Сложившийся в исторической памяти пореформенной эпохи образ народных страданий необходимо было уравновесить столь же яркими образами народного действия и народных героев. Такую компенсационную функцию сыграло обращение к истории социальных конфликтов в их крайней форме – народных восстаний, а также пассивного протеста – религиозного диссидентства, старообрядчества. Внутреннюю взаимосвязь этих тем уловил знаменитый литературный критик последней трети XIX в., один из идеологов народничества Н. К. Михайловский. Как писал он в статье «Борьба за индивидуальность» (1875/76), в «тревожные исторические моменты», когда общество остро чувствует «многоразличные несоразмерности» существующего строя, и недовольство достигает пика, «в обществе появляются два чрезвычайно любопытные типа, которые я назову вольницей и подвижниками... Протестуют они двумя совершенно различными, но все-таки родственными между собою и часто друг в друга переходящими способами... Вольница звонит во всю и часто целым рядом страшных насилий и убийств пытается уничтожить все, что мешает ей жить так, как она хочет... Иной путь избирают подвижники... Из общества, которое не дало им ничего, кроме муки, подвижники уходят в леса и пустыни и там либо живут совсем одиноко, умерщвляя, как они говорят, плоть свою, либо основывают общежития аскетического характера... Их протест, их отрицание направлены против одних и тех же явлений, одинаково им ненавистных, и появляются они поэтому всегда вместе, рука об руку, на арене истории»21.

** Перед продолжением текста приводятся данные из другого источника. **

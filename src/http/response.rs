//! Response handling and gateway errors.
//!
//! # Responsibilities
//! - Pass backend responses through as streams
//! - Map gateway failures to HTTP status codes with a JSON body
//!
//! # Design Decisions
//! - Unmatched path: 404; unreachable or failing backend: 502
//! - `details` carries the error chain only when explicitly exposed
//!   (development mode); otherwise it is an empty string

use std::error::Error as StdError;

use axum::body::Body;
use axum::http::StatusCode;
use axum::response::{IntoResponse, Response};
use axum::Json;
use hyper::body::Incoming;
use serde::Serialize;
use thiserror::Error;

use crate::http::request::strip_hop_by_hop;

/// Failures produced by the gateway itself, not by a backend.
#[derive(Debug, Error)]
pub enum GatewayError {
    #[error("no route matches {path}")]
    NoRoute { path: String },

    #[error("cannot build upstream request for {target}")]
    InvalidUpstream {
        target: String,
        #[source]
        source: axum::http::Error,
    },

    #[error("upstream {target} request failed")]
    Upstream {
        target: String,
        #[source]
        source: hyper_util::client::legacy::Error,
    },
}

/// JSON error body returned to clients.
#[derive(Debug, Serialize)]
pub struct ErrorBody {
    pub message: String,
    pub details: String,
}

impl GatewayError {
    pub fn status(&self) -> StatusCode {
        match self {
            GatewayError::NoRoute { .. } => StatusCode::NOT_FOUND,
            GatewayError::InvalidUpstream { .. } | GatewayError::Upstream { .. } => {
                StatusCode::BAD_GATEWAY
            }
        }
    }

    /// Render the error; the error chain is included only if `expose_details`.
    pub fn into_response_with(self, expose_details: bool) -> Response {
        let status = self.status();
        let body = ErrorBody {
            message: status.canonical_reason().unwrap_or("Error").to_string(),
            details: if expose_details {
                error_chain(&self)
            } else {
                String::new()
            },
        };
        (status, Json(body)).into_response()
    }
}

fn error_chain(error: &dyn StdError) -> String {
    let mut chain = error.to_string();
    let mut source = error.source();
    while let Some(cause) = source {
        chain.push_str(": ");
        chain.push_str(&cause.to_string());
        source = cause.source();
    }
    chain
}

/// Turn a backend response into a client response.
///
/// Status, end-to-end headers and body are passed through unchanged.
pub fn from_upstream(response: hyper::Response<Incoming>) -> Response {
    let (mut parts, body) = response.into_parts();
    strip_hop_by_hop(&mut parts.headers);
    Response::from_parts(parts, Body::new(body))
}
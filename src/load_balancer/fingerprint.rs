//! Client address fingerprinting for sticky worker selection.
//!
//! The fingerprint is FNV-1a over the textual IP address, followed by the
//! murmur3 finalizer so the low bits used by `% pool_size` depend on every
//! input bit. There is no per-process seed: every process and every restart
//! computes the same value. The port is not part of the fingerprint.

use std::net::IpAddr;

const FNV_OFFSET_BASIS: u32 = 0x811c_9dc5;
const FNV_PRIME: u32 = 0x0100_0193;

/// Stable 32-bit fingerprint of a client address string.
#[inline]
pub fn hash(remote_address: &str) -> u32 {
    avalanche(fnv1a(remote_address.as_bytes()))
}

#[inline]
fn fnv1a(bytes: &[u8]) -> u32 {
    let mut h = FNV_OFFSET_BASIS;
    for byte in bytes {
        h ^= u32::from(*byte);
        h = h.wrapping_mul(FNV_PRIME);
    }
    h
}

#[inline]
fn avalanche(mut h: u32) -> u32 {
    h ^= h >> 16;
    h = h.wrapping_mul(0x85eb_ca6b);
    h ^= h >> 13;
    h = h.wrapping_mul(0xc2b2_ae35);
    h ^= h >> 16;
    h
}

/// Worker slot for a client address: `hash(address) % pool_size`.
#[inline]
pub fn worker_index(remote_address: &str, pool_size: usize) -> usize {
    debug_assert!(pool_size > 0, "worker pool cannot be empty");
    hash(remote_address) as usize % pool_size
}

/// Fingerprint of a socket peer IP.
///
/// IPv4-mapped IPv6 addresses are reduced to their IPv4 form first, so a
/// client is fingerprinted identically whether the public listener is bound
/// dual-stack or IPv4-only.
#[inline]
pub fn fingerprint_ip(ip: IpAddr) -> u32 {
    hash(&canonical_ip(ip).to_string())
}

/// Worker slot for a socket peer IP.
#[inline]
pub fn worker_index_for_ip(ip: IpAddr, pool_size: usize) -> usize {
    debug_assert!(pool_size > 0, "worker pool cannot be empty");
    fingerprint_ip(ip) as usize % pool_size
}

fn canonical_ip(ip: IpAddr) -> IpAddr {
    match ip {
        IpAddr::V6(v6) => v6
            .to_ipv4_mapped()
            .map(IpAddr::V4)
            .unwrap_or(IpAddr::V6(v6)),
        v4 => v4,
    }
}
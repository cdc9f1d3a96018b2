//! Public TCP listener owned by the master.
//!
//! # Responsibilities
//! - Bind the public address
//! - Accept incoming TCP connections without reading from them
//!
//! # Design Decisions
//! - The master never polls an accepted socket for reads; the kernel keeps
//!   any client bytes queued until the adopting worker reads them

use std::net::SocketAddr;
use thiserror::Error;
use tokio::net::{TcpListener, TcpStream};

use crate::config::ListenerConfig;

/// Error type for listener operations.
#[derive(Debug, Error)]
pub enum ListenerError {
    /// Failed to bind to address.
    #[error("failed to bind {address}: {source}")]
    Bind {
        address: String,
        #[source]
        source: std::io::Error,
    },
    /// Failed to accept connection.
    #[error("failed to accept: {0}")]
    Accept(#[source] std::io::Error),
}

/// The single internet-facing listener of the process group.
#[derive(Debug)]
pub struct PublicListener {
    inner: TcpListener,
}

impl PublicListener {
    /// Bind to the configured public address.
    pub async fn bind(config: &ListenerConfig) -> Result<Self, ListenerError> {
        let address = config.bind_address();
        let inner = TcpListener::bind(&address)
            .await
            .map_err(|source| ListenerError::Bind {
                address: address.clone(),
                source,
            })?;

        if let Ok(local_addr) = inner.local_addr() {
            tracing::info!(address = %local_addr, "Public listener bound");
        }
        Ok(Self { inner })
    }

    /// Wrap an already bound listener.
    pub fn from_tokio(inner: TcpListener) -> Self {
        Self { inner }
    }

    /// Accept the next connection. Cancel safe.
    pub async fn accept(&self) -> Result<(TcpStream, SocketAddr), ListenerError> {
        let (stream, peer) = self.inner.accept().await.map_err(ListenerError::Accept)?;
        tracing::trace!(peer_addr = %peer, "Connection accepted");
        Ok((stream, peer))
    }

    /// Get the local address this listener is bound to.
    pub fn local_addr(&self) -> Result<SocketAddr, std::io::Error> {
        self.inner.local_addr()
    }
}
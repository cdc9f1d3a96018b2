//! Runs the real executable: a master that re-executes itself as worker
//! processes, each adopting connections over an inherited control channel.

use std::collections::HashSet;
use std::net::SocketAddr;
use std::path::PathBuf;
use std::process::{Child, Command, Stdio};
use std::time::{Duration, Instant};

mod common;

struct GatewayProcess {
    child: Child,
    port: u16,
    config_path: PathBuf,
}

impl GatewayProcess {
    fn start(backend: SocketAddr, workers: usize) -> Self {
        let port = free_port();
        let config_path =
            std::env::temp_dir().join(format!("sticky-gateway-{}-{}.toml", std::process::id(), port));
        let config = format!(
            r#"
[listener]
host = "127.0.0.1"

[observability]
log_level = "warn"

[[routes]]
path_prefix = "/"
target = "http://{backend}/"
"#
        );
        std::fs::write(&config_path, config).unwrap();

        let child = Command::new(env!("CARGO_BIN_EXE_sticky-gateway"))
            .arg("--config")
            .arg(&config_path)
            .env("PORT", port.to_string())
            .env("WORKERS", workers.to_string())
            .env_remove("ENVIRONMENT")
            .env_remove("RUST_LOG")
            .stdin(Stdio::null())
            .stdout(Stdio::null())
            .stderr(Stdio::null())
            .spawn()
            .expect("failed to start gateway binary");

        Self {
            child,
            port,
            config_path,
        }
    }

    fn url(&self, path: &str) -> String {
        format!("http://127.0.0.1:{}{}", self.port, path)
    }

    /// Worker processes currently parented by the master.
    fn workers(&self) -> HashSet<u32> {
        children_of(self.child.id())
    }
}

impl Drop for GatewayProcess {
    fn drop(&mut self) {
        unsafe {
            libc::kill(self.child.id() as libc::pid_t, libc::SIGTERM);
        }
        let deadline = Instant::now() + Duration::from_secs(5);
        while Instant::now() < deadline {
            if let Ok(Some(_)) = self.child.try_wait() {
                break;
            }
            std::thread::sleep(Duration::from_millis(20));
        }
        let _ = self.child.kill();
        let _ = self.child.wait();
        let _ = std::fs::remove_file(&self.config_path);
    }
}

fn free_port() -> u16 {
    std::net::TcpListener::bind("127.0.0.1:0")
        .unwrap()
        .local_addr()
        .unwrap()
        .port()
}

/// Scan `/proc` for processes whose parent is `pid`.
fn children_of(pid: u32) -> HashSet<u32> {
    let mut children = HashSet::new();
    let Ok(entries) = std::fs::read_dir("/proc") else {
        return children;
    };
    for entry in entries.flatten() {
        let Ok(child) = entry.file_name().to_string_lossy().parse::<u32>() else {
            continue;
        };
        let Ok(stat) = std::fs::read_to_string(entry.path().join("stat")) else {
            continue;
        };
        // After the parenthesised command name: state, then ppid.
        let ppid = stat
            .rsplit_once(')')
            .and_then(|(_, rest)| rest.split_whitespace().nth(1))
            .and_then(|ppid| ppid.parse::<u32>().ok());
        if ppid == Some(pid) {
            children.insert(child);
        }
    }
    children
}

async fn get_text(client: &reqwest::Client, url: String) -> Option<String> {
    let res = client.get(url).send().await.ok()?;
    if !res.status().is_success() {
        return None;
    }
    res.text().await.ok()
}

#[tokio::test]
async fn test_worker_processes_serve_and_respawn() {
    let backend = common::start_mock_backend("127.0.0.1:0".parse().unwrap(), "users").await;
    let gateway = GatewayProcess::start(backend, 2);
    let client = common::client();
    let (gateway, client) = (&gateway, &client);

    let body = common::eventually(Duration::from_secs(15), || async move {
        get_text(client, gateway.url("/hello")).await
    })
    .await;
    assert_eq!(body, "users /hello");

    let original = common::eventually(Duration::from_secs(5), || async move {
        let workers = gateway.workers();
        (workers.len() == 2).then_some(workers)
    })
    .await;

    for pid in &original {
        unsafe {
            libc::kill(*pid as libc::pid_t, libc::SIGKILL);
        }
    }

    let original = &original;
    common::eventually(Duration::from_secs(15), || async move {
        let workers = gateway.workers();
        (workers.len() == 2 && workers.is_disjoint(original)).then_some(())
    })
    .await;

    let body = common::eventually(Duration::from_secs(15), || async move {
        get_text(client, gateway.url("/again")).await
    })
    .await;
    assert_eq!(body, "users /again");
}
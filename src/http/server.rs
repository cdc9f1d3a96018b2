//! HTTP gateway server run by every worker.
//!
//! # Responsibilities
//! - Create the Axum router with the catch-all proxy handler
//! - Wire up middleware (tracing, request ID)
//! - Dispatch requests through the route table
//! - Forward requests to upstream backends and stream responses back
//!
//! # Design Decisions
//! - No retries: a backend failure is reported to the client as 502
//! - Client address comes from `ConnectInfo`, which for adopted
//!   connections is the address the master observed

use std::sync::Arc;
use std::time::{Duration, Instant};

use axum::{
    body::Body,
    extract::{ConnectInfo, State},
    http::Request,
    response::Response,
    routing::any,
    Router,
};
use hyper_util::{
    client::legacy::{connect::HttpConnector, Client},
    rt::TokioExecutor,
};
use tower_http::trace::TraceLayer;

use crate::config::GatewayConfig;
use crate::http::request::{
    build_upstream_request, propagate_request_id_layer, request_id, set_request_id_layer,
};
use crate::http::response::{from_upstream, GatewayError};
use crate::observability::metrics;
use crate::routing::{RouteError, RouteTable};
use crate::worker::{AdoptingListener, ClientAddr};

/// Application state injected into handlers.
#[derive(Clone)]
pub struct AppState {
    pub routes: Arc<RouteTable>,
    pub client: Client<HttpConnector, Body>,
    pub expose_details: bool,
}

/// The gateway's HTTP front: route table plus upstream client.
pub struct GatewayServer {
    router: Router,
}

impl GatewayServer {
    pub fn new(config: &GatewayConfig) -> Result<Self, RouteError> {
        let routes = Arc::new(RouteTable::from_config(&config.routes)?);

        let mut connector = HttpConnector::new();
        connector.set_connect_timeout(Some(Duration::from_secs(config.timeouts.connect_secs)));
        let client = Client::builder(TokioExecutor::new()).build(connector);

        let state = AppState {
            routes,
            client,
            expose_details: config.errors.expose_details,
        };

        Ok(Self {
            router: Self::build_router(state),
        })
    }

    fn build_router(state: AppState) -> Router {
        Router::new()
            .route("/{*path}", any(proxy_handler))
            .route("/", any(proxy_handler))
            .with_state(state)
            .layer(propagate_request_id_layer())
            .layer(TraceLayer::new_for_http())
            .layer(set_request_id_layer())
    }

    /// The router, for serving on a plain listener.
    pub fn router(&self) -> Router {
        self.router.clone()
    }

    /// Serve until `shutdown` resolves, then let in-flight requests finish.
    pub async fn serve<F>(self, listener: AdoptingListener, shutdown: F) -> Result<(), std::io::Error>
    where
        F: std::future::Future<Output = ()> + Send + 'static,
    {
        let app = self
            .router
            .into_make_service_with_connect_info::<ClientAddr>();

        axum::serve(listener, app)
            .with_graceful_shutdown(shutdown)
            .await?;

        tracing::info!("HTTP server stopped");
        Ok(())
    }
}

/// Main proxy handler.
/// Looks up the route and forwards the request to its backend.
async fn proxy_handler(
    State(state): State<AppState>,
    ConnectInfo(ClientAddr(client_addr)): ConnectInfo<ClientAddr>,
    request: Request<Body>,
) -> Response {
    let start_time = Instant::now();
    let request_id = request_id(request.headers()).to_string();
    let path = request.uri().path().to_string();
    let method = request.method().to_string();

    tracing::debug!(
        request_id = %request_id,
        method = %method,
        path = %path,
        client_addr = %client_addr,
        "Proxying request"
    );

    let Some(route) = state.routes.match_path(&path) else {
        tracing::warn!(request_id = %request_id, path = %path, "No route matched");
        metrics::record_request(&method, 404, "none", start_time);
        return GatewayError::NoRoute { path }.into_response_with(state.expose_details);
    };
    let target = route.upstream.as_str();

    let upstream_request = match build_upstream_request(request, &route.upstream, client_addr) {
        Ok(r) => r,
        Err(source) => {
            tracing::warn!(request_id = %request_id, target = %target, error = %source, "Invalid upstream request");
            metrics::record_request(&method, 502, target, start_time);
            return GatewayError::InvalidUpstream {
                target: target.to_string(),
                source,
            }
            .into_response_with(state.expose_details);
        }
    };

    match state.client.request(upstream_request).await {
        Ok(response) => {
            metrics::record_request(&method, response.status().as_u16(), target, start_time);
            from_upstream(response)
        }
        Err(source) => {
            tracing::error!(request_id = %request_id, target = %target, error = %source, "Upstream error");
            metrics::record_request(&method, 502, target, start_time);
            GatewayError::Upstream {
                target: target.to_string(),
                source,
            }
            .into_response_with(state.expose_details)
        }
    }
}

«Стрельцы, раскольники, казаки, разбойники» – эти четыре группы выделил в свое время М. В. Ломоносов, перечисляя тех «внутренних врагов», которых пришлось усмирять Петру Великому в борьбе за свои преобразования22. По иронии истории, в эпоху Великих реформ именно эти группы стали восприниматься как носители вольнолюбивого народного духа. Сюжеты из истории народных восстаний и религиозного диссидентства, воплощенные в научных публикациях и художественной культуре, сыграли смыслообразующую функцию в исторической памяти эпохи: обращение к этим темам должно было послужить доказательством стихийного свободолюбия русского народа и дать интеллигенции возможность постичь мир народных представлений о Правде.

Одним из самых актуальных исторических сюжетов в художественной культуре пореформенной эпохи оказалась история старообрядчества. Решающую роль в пробуждении общественного интереса к теме раскола сыграл казанский историк А. П. Щапов: в своих исследованиях он сформировал представление о расколе как о широком народном движении за демократические земские идеалы, против крепостнического государства. История старообрядчества превратилась под его пером в доказательство способности русского народа восстать на борьбу за свою Правду и вести эту борьбу, не отступая в течение многих десятилетий23. Расколу и раскольникам посвящали романы-эпопеи «из народного быта» (дилогия П. И. Мельникова-Печерского «В лесах» и «На горах», 1871–1881), исторические повести («Запечатленный ангел» Н. С. Лескова, 1873) и исторические романы («Великий раскол» Д. Л. Мордовцева, 1880); живописные полотна («Никита Пустосвят» В. Г. Перова, 1880–1881; «Черный собор» С. Д. Милорадовича, 1885; «Боярыня Морозова» В. И. Сурикова, 1887) и оперы («Хованщина» М. П. Мусоргского, 1872– 1881). В большинстве своем эти произведения были проникнуты самым искренним сочувствием к гонимым и преследуемым старообрядцам.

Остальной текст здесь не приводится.